All records are to be printed again exactly as they appear.
******
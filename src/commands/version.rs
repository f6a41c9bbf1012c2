//! Version command implementation

use crate::aggregate::discovery::DECLARATION_FILE;
use crate::catalog::store::{KAFKA_CATALOG_FILE, SCHEMA_CATALOG_FILE};
use crate::error::Result;

/// Run version command
pub fn run() -> Result<()> {
    println!("catalog-guard {}", env!("CARGO_PKG_VERSION"));
    println!();
    println!("Build info:");
    println!("  Rust version: {}", env!("CARGO_PKG_RUST_VERSION"));
    println!("  Profile: {}", build_profile());
    println!();
    println!("File layout:");
    println!("  Declarations: domains/<domain>/<env>/{DECLARATION_FILE}");
    println!("  Catalogs: <catalog-dir>/<env>/{KAFKA_CATALOG_FILE}, {SCHEMA_CATALOG_FILE}");

    Ok(())
}

fn build_profile() -> &'static str {
    if cfg!(debug_assertions) {
        "debug"
    } else {
        "release"
    }
}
******
RESULT FOR THIS TASK —
filename src/commands/version.rs
repository f6a41c9bbf1012c2
//! Version command implementation

use crate::aggregate::discovery::DECLARATION_FILE;
use crate::catalog::store::{KAFKA_CATALOG_FILE, SCHEMA_CATALOG_FILE};
use crate::error::Result;

/// Run version command
pub fn run() -> Result<()> {
    println!("catalog-guard {}", env!("CARGO_PKG_VERSION"));
    println!();
    println!("Build info:");
    println!("  Rust version: {}", env!("CARGO_PKG_RUST_VERSION"));
    println!("  Profile: {}", build_profile());
    println!();
    println!("File layout:");
    println!("  Declarations: domains/<domain>/<env>/{DECLARATION_FILE}");
    println!("  Catalogs: <catalog-dir>/<env>/{KAFKA_CATALOG_FILE}, {SCHEMA_CATALOG_FILE}");

    Ok(())
}

fn build_profile() -> &'static str {
    if cfg!(debug_assertions) {
        "debug"
    } else {
        "release"
    }
}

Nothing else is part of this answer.